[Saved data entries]
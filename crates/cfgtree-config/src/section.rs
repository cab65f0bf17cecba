//! Sections: ordered, case-insensitive namespaces of options and sub-sections.

use cfgtree_core::{ConfigError, Result, Value};
use std::collections::HashMap;

use crate::option::{ConfigOption, OptionSpec};

/// Separator between section names in a section path (`network:proxy`).
pub const SECTION_SEPARATOR: char = ':';

/// Option name reserved at the root for the schema version.
pub const VERSION_KEY: &str = "version";

/// Section names the root refuses: they alias the global block in the file.
const RESERVED_ROOT_SECTIONS: [&str; 2] = ["default", ""];

/// A node of the configuration tree.
#[derive(Debug, Clone, PartialEq)]
pub enum Entry {
    Option(ConfigOption),
    Section(Section),
}

impl Entry {
    pub fn is_section(&self) -> bool {
        matches!(self, Entry::Section(_))
    }

    pub fn is_option(&self) -> bool {
        matches!(self, Entry::Option(_))
    }

    /// Reset this entry and everything below it. Returns whether anything changed.
    pub fn reset(&mut self) -> bool {
        match self {
            Entry::Option(option) => option.reset(),
            Entry::Section(section) => section.reset(),
        }
    }
}

impl From<ConfigOption> for Entry {
    fn from(option: ConfigOption) -> Self {
        Entry::Option(option)
    }
}

impl From<Section> for Entry {
    fn from(section: Section) -> Self {
        Entry::Section(section)
    }
}

/// Insertion-ordered map whose keys compare case-insensitively.
///
/// The original spelling of each name is kept for display and serialization;
/// lookups go through the lower-cased form.
#[derive(Debug, Clone, Default, PartialEq)]
struct EntryMap {
    entries: Vec<(String, Entry)>,
    index: HashMap<String, usize>,
}

fn fold(name: &str) -> String {
    name.to_lowercase()
}

impl EntryMap {
    fn position(&self, name: &str) -> Option<usize> {
        self.index.get(&fold(name)).copied()
    }

    fn get(&self, name: &str) -> Option<&Entry> {
        self.position(name).map(|i| &self.entries[i].1)
    }

    fn get_mut(&mut self, name: &str) -> Option<&mut Entry> {
        match self.position(name) {
            Some(i) => Some(&mut self.entries[i].1),
            None => None,
        }
    }

    /// Insert a new key; the caller has checked that it is absent.
    fn push(&mut self, name: String, entry: Entry) -> &mut Entry {
        let i = self.entries.len();
        self.index.insert(fold(&name), i);
        self.entries.push((name, entry));
        &mut self.entries[i].1
    }

    /// Insert or replace in place, keeping the original position.
    fn upsert(&mut self, name: String, entry: Entry) {
        match self.position(&name) {
            Some(i) => self.entries[i] = (name, entry),
            None => {
                self.push(name, entry);
            }
        }
    }
}

/// A namespace node owning named options and nested sections.
#[derive(Debug, Clone, Default, PartialEq)]
pub struct Section {
    entries: EntryMap,
    root: bool,
    pub label: String,
    pub desc: String,
}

▸ **Work instructions**:
Return exactly the lines from the beginning of the data above through the one containing "#[derive(Debug, Clone, PartialEq)]", please. Include both end lines and add nothing else.

▸ **Result of the task**:
filename crates/cfgtree-config/src/section.rs
repository cab65f0bf17cecba
//! Sections: ordered, case-insensitive namespaces of options and sub-sections.

use cfgtree_core::{ConfigError, Result, Value};
use std::collections::HashMap;

use crate::option::{ConfigOption, OptionSpec};

/// Separator between section names in a section path (`network:proxy`).
pub const SECTION_SEPARATOR: char = ':';

/// Option name reserved at the root for the schema version.
pub const VERSION_KEY: &str = "version";

/// Section names the root refuses: they alias the global block in the file.
const RESERVED_ROOT_SECTIONS: [&str; 2] = ["default", ""];

/// A node of the configuration tree.
#[derive(Debug, Clone, PartialEq)]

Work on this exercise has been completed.